Learner1, that's what I read in Afrin's book and on some sites, so while it may look odd, I wasn't the one who came up with it! Here is something you might want to read about D3:
https://www.mastattack.org/2016/06/effect-of-vitamin-d-on-mast-cells/#:~:text=Vitamin D3 can also induce,inflammation resulting from IgE activation.
Loratidine is a second gen H1. Cornstarch may indeed cause you problems but with MCAS, nearly anything can be a trigger and it's all individual. For me, without major gut issues, I try to eat a lot of different food items, though I avoid meat of all kinds for ethical reasons (I do consume some gelatin in some of the supplements I take, though). It's quite obvious when there's an issue. For instance, an all natural lemon "Italian Ices" dessert makes my nose run profusely, like nothing else I eat, so I try to avoid citrus and citric acid as much as is reasonably possible.
The first thing I took was some Antivert I had from a few years earlier, and within 24 hours my "head fog" was gone, but most of the other symptoms remained (I think the sensitivity to heat was relieved quickly too, and I slept more soundly). I switched over to loratidine within about a week and also started taking about 600 mg of aspirin throughout the course of a day. I then came upon Luteolin,, and purchased Mexican oregano and then celery seed (I make a tea with those and other things like marjoram, green tea, black cherry concentrate, etc.). After a week or so of that, I started to see some major relief, including: breathlessness upon minor exertion, leg weakness/pain, sleep apnea type issues, swallowing issues, all kinds of rash problems, blood pressure drop upon standing or walking up steps, etc. The only thing that didn't get relief were my eye issues, but Zaditor works great (it has ketotifen in it); it seems that when I read too much the eyes get irritated and I need to use those drops. I will be taking another DEXA exam some time next year, so that's when I'll see where my osteoporosis is at.

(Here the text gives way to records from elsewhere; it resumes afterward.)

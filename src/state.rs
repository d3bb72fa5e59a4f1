// This Source Code Form is subject to the terms of the Mozilla Public
// License, v. 2.0. If a copy of the MPL was not distributed with this
// file, You can obtain one at http://mozilla.org/MPL/2.0/.

//! Panel state on the UI thread.
//!
//! A mirror of the registry built from [`DisplayEvent`]s. The audio thread
//! owns the real registry; this copy only exists to render it.

use crate::audio::types::StreamIndex;
use crate::streams::{DisplayEvent, StreamRow};
use tracing::{debug, trace};

/// Slider values closer than this to an echoed row are the same value.
const ECHO_TOLERANCE: f32 = 1e-3;

/// What the shell has to do after applying an event.
#[derive(Debug, Clone, Copy, PartialEq, Eq)]
pub enum PanelEffect {
    None,
    /// The number of rows changed.
    Resize,
    /// Another invocation asked for the panel.
    Show,
}

#[derive(Debug, Default)]
pub struct PanelState {
    /// Rows in registry order.
    pub rows: Vec<StreamRow>,
    pub highlighted: Option<StreamIndex>,
    /// Set once the audio session has ended for good.
    pub session_error: Option<String>,
}

impl PanelState {
    pub fn new() -> Self {
        Self::default()
    }

    pub fn apply(&mut self, event: DisplayEvent) -> PanelEffect {
        match event {
            DisplayEvent::Created(row) => {
                // Indices are unique in the registry; replace rather than
                // duplicate if a row somehow survived.
                match self.position(row.index) {
                    Some(position) => self.rows[position] = row,
                    None => self.rows.push(row),
                }
                PanelEffect::Resize
            }
            DisplayEvent::Updated(row) => {
                if let Some(position) = self.position(row.index) {
                    self.rows[position] = row;
                }
                PanelEffect::None
            }
            DisplayEvent::Removed(index) => {
                self.rows.retain(|r| r.index != index);
                if self.highlighted == Some(index) {
                    self.highlighted = None;
                }
                PanelEffect::Resize
            }
            DisplayEvent::Highlight { new, .. } => {
                self.highlighted = new;
                PanelEffect::None
            }
            DisplayEvent::ShowRequested => PanelEffect::Show,
            DisplayEvent::SessionEnded(reason) => {
                debug!("Audio session ended: {}", reason);
                self.session_error = Some(reason);
                PanelEffect::Resize
            }
        }
    }

    /// Whether a slider value for `index` is a user edit.
    ///
    /// A value that repeats the row's echoed fraction is dropped; anything
    /// else is accepted and ends the echo.
    pub fn accept_slider(&mut self, index: StreamIndex, fraction: f32) -> bool {
        let Some(position) = self.position(index) else {
            return false;
        };
        let row = &mut self.rows[position];
        if row.echo && (row.fraction - fraction).abs() < ECHO_TOLERANCE {
            trace!("Dropping echoed slider value {} for stream {}", fraction, index);
            return false;
        }
        row.echo = false;
        true
    }

    /// Move a slider locally ahead of the server's confirmation.
    pub fn set_fraction(&mut self, index: StreamIndex, fraction: f32) {
        if let Some(position) = self.position(index) {
            let row = &mut self.rows[position];
            row.fraction = fraction.clamp(0.0, 1.0);
            row.muted = row.fraction <= 0.0;
        }
    }

    pub fn is_highlighted(&self, index: StreamIndex) -> bool {
        self.highlighted == Some(index)
    }

    fn position(&self, index: StreamIndex) -> Option<usize> {
        self.rows.iter().position(|r| r.index == index)
    }
}
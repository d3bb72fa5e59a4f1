// This Source Code Form is subject to the terms of the Mozilla Public
// License, v. 2.0. If a copy of the MPL was not distributed with this
// file, You can obtain one at http://mozilla.org/MPL/2.0/.

//! Volume and mute commands against a single stream.
//!
//! Each entry owns at most one in-flight request. A new command cancels the
//! previous one before issuing its own (last writer wins), and completions
//! only clear the pending slot when they belong to the request still in it.

use crate::audio::types::OperationId;
use crate::audio::volume::StreamVolume;
use crate::streams::entry::StreamEntry;
use crate::streams::session::AudioSession;
use tracing::{debug, trace, warn};

/// Scale the entry's volume so its loudest channel sits at `fraction` and
/// push it to the server.
pub fn set_volume(
    entry: &mut StreamEntry,
    fraction: f64,
    session: &mut dyn AudioSession,
) -> OperationId {
    entry.volume.scale_to_fraction(fraction);
    debug!(
        "Setting volume on stream {} to {:.2}",
        entry.index,
        entry.volume.fraction()
    );
    issue(entry, session)
}

/// Mute or unmute the entry.
///
/// Muting remembers the current volume; unmuting restores it, so the
/// channel balance survives a mute/unmute pair. Without a remembered volume
/// unmute falls back to 100%.
pub fn set_muted(
    entry: &mut StreamEntry,
    muted: bool,
    session: &mut dyn AudioSession,
) -> OperationId {
    debug!("Setting mute on stream {} to {}", entry.index, muted);

    if muted {
        if !entry.is_muted() {
            entry.unmute_volume = Some(entry.volume.clone());
        }
        entry.volume.scale(StreamVolume::MUTED);
    } else {
        let channels = entry.volume.channels().len();
        match entry.unmute_volume.take() {
            Some(saved) if !saved.is_muted() && saved.channels().len() == channels => {
                entry.volume = saved;
            }
            _ => {
                entry.volume.scale(StreamVolume::NORMAL);
            }
        }
    }

    issue(entry, session)
}

/// Apply a slider movement made by the user.
///
/// Returns `None` when the movement is an echo of a server-confirmed
/// write and must not become a new request.
pub fn apply_user_input(
    entry: &mut StreamEntry,
    fraction: f64,
    session: &mut dyn AudioSession,
) -> Option<OperationId> {
    if entry.echo_suppressed {
        trace!("Ignoring echoed slider value on stream {}", entry.index);
        return None;
    }

    entry.unmute_volume = None;
    Some(set_volume(entry, fraction, session))
}

/// Record completion of `id`. Returns false for a stale completion, which is
/// left alone.
pub fn complete(entry: &mut StreamEntry, id: OperationId, success: bool) -> bool {
    if entry.pending_operation != Some(id) {
        trace!(
            "Ignoring stale completion {} on stream {} (pending {:?})",
            id,
            entry.index,
            entry.pending_operation
        );
        return false;
    }

    if !success {
        warn!("Volume change on stream {} failed", entry.index);
    }
    entry.pending_operation = None;
    true
}

fn issue(entry: &mut StreamEntry, session: &mut dyn AudioSession) -> OperationId {
    if let Some(previous) = entry.pending_operation.take() {
        trace!("Cancelling {} on stream {}", previous, entry.index);
        session.cancel_operation(previous);
    }

    let id = session.set_stream_volume(entry.index, &entry.volume);
    entry.pending_operation = Some(id);
    id
}

#[cfg(test)]
mod tests {
    use super::*;
    use crate::streams::testing::{attrs, Request, RecordingSession};

    fn entry(fraction: f64) -> StreamEntry {
        StreamEntry::new(&attrs(7, "Music", fraction))
    }

    #[test]
    fn test_set_volume_records_pending() {
        let mut entry = entry(0.5);
        let mut session = RecordingSession::default();

        let id = set_volume(&mut entry, 0.25, &mut session);

        assert_eq!(entry.pending_operation, Some(id));
        assert!((entry.representative_volume() - 0.25).abs() < 1e-4);
        let (_, index, volume) = session.last_volume_set().unwrap();
        assert_eq!(index, 7);
        assert_eq!(volume, entry.volume);
    }

    #[test]
    fn test_cancel_and_replace() {
        let mut entry = entry(0.5);
        let mut session = RecordingSession::default();

        let first = set_volume(&mut entry, 0.3, &mut session);
        let second = set_volume(&mut entry, 0.6, &mut session);

        assert_ne!(first, second);
        assert_eq!(entry.pending_operation, Some(second));
        assert_eq!(session.cancelled(), vec![first]);
    }

    #[test]
    fn test_stale_completion_is_ignored() {
        let mut entry = entry(0.5);
        let mut session = RecordingSession::default();

        let first = set_volume(&mut entry, 0.3, &mut session);
        let second = set_volume(&mut entry, 0.6, &mut session);

        assert!(!complete(&mut entry, first, true));
        assert_eq!(entry.pending_operation, Some(second));
        assert!(complete(&mut entry, second, true));
        assert_eq!(entry.pending_operation, None);
    }

    #[test]
    fn test_failed_completion_clears_pending() {
        let mut entry = entry(0.5);
        let mut session = RecordingSession::default();
        let id = set_volume(&mut entry, 0.3, &mut session);

        assert!(complete(&mut entry, id, false));
        assert_eq!(entry.pending_operation, None);
    }

    #[test]
    fn test_mute_unmute_restores_volume() {
        let mut entry = entry(0.4);
        let before = entry.representative_volume();
        let mut session = RecordingSession::default();

        set_muted(&mut entry, true, &mut session);
        assert!(entry.is_muted());
        set_muted(&mut entry, false, &mut session);

        assert!((entry.representative_volume() - before).abs() < 1e-6);
        assert_eq!(session.volume_sets(), 2);
    }

    #[test]
    fn test_unmute_keeps_channel_balance() {
        let mut entry = entry(1.0);
        entry.volume = StreamVolume::new(vec![StreamVolume::NORMAL, StreamVolume::NORMAL / 2]);
        let balanced = entry.volume.clone();
        let mut session = RecordingSession::default();

        set_muted(&mut entry, true, &mut session);
        set_muted(&mut entry, false, &mut session);

        assert_eq!(entry.volume, balanced);
    }

    #[test]
    fn test_unmute_without_saved_volume_goes_to_normal() {
        let mut entry = entry(0.0);
        let mut session = RecordingSession::default();

        set_muted(&mut entry, false, &mut session);

        assert_eq!(entry.volume.max(), StreamVolume::NORMAL);
    }

    #[test]
    fn test_echo_input_is_ignored() {
        let mut entry = entry(0.5);
        let mut session = RecordingSession::default();

        entry.echo_suppressed = true;
        assert_eq!(apply_user_input(&mut entry, 0.9, &mut session), None);
        assert!(session.requests.is_empty());

        entry.echo_suppressed = false;
        assert!(apply_user_input(&mut entry, 0.9, &mut session).is_some());
        assert!(matches!(session.requests.last(), Some(Request::SetVolume(..))));
    }
}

I should also mention that I have other medical conditions apparently not related to MCAS, so I can't play sports any longer or do anything too strenuous, but even standing up for too long leads to a recurrence of the leg weakness/pain, for example. When I was younger, this kind of thing would occur after I did too much physically, and it would take days or even about a week to go away. Now the weakness/pain can be gone within a few hours, just so long as I keep to the treatment protocol and rest. My point here is that it's certainly not clear to me that people with this condition can do too much with their bodies. Taking a short walk around the block may be too much, and I think a lot of people are seeking a 100% cure, which may not be realistic. I try to do just a little walking each day to prevent deconditioning, but I don't think more is possible. I may be able to take more of this or that, but I don't want to take the risk, because my other conditions prevent me from doing things like a lot of walking anyway. If anyone else can speak to this, I'd be curious to hear about your experiences!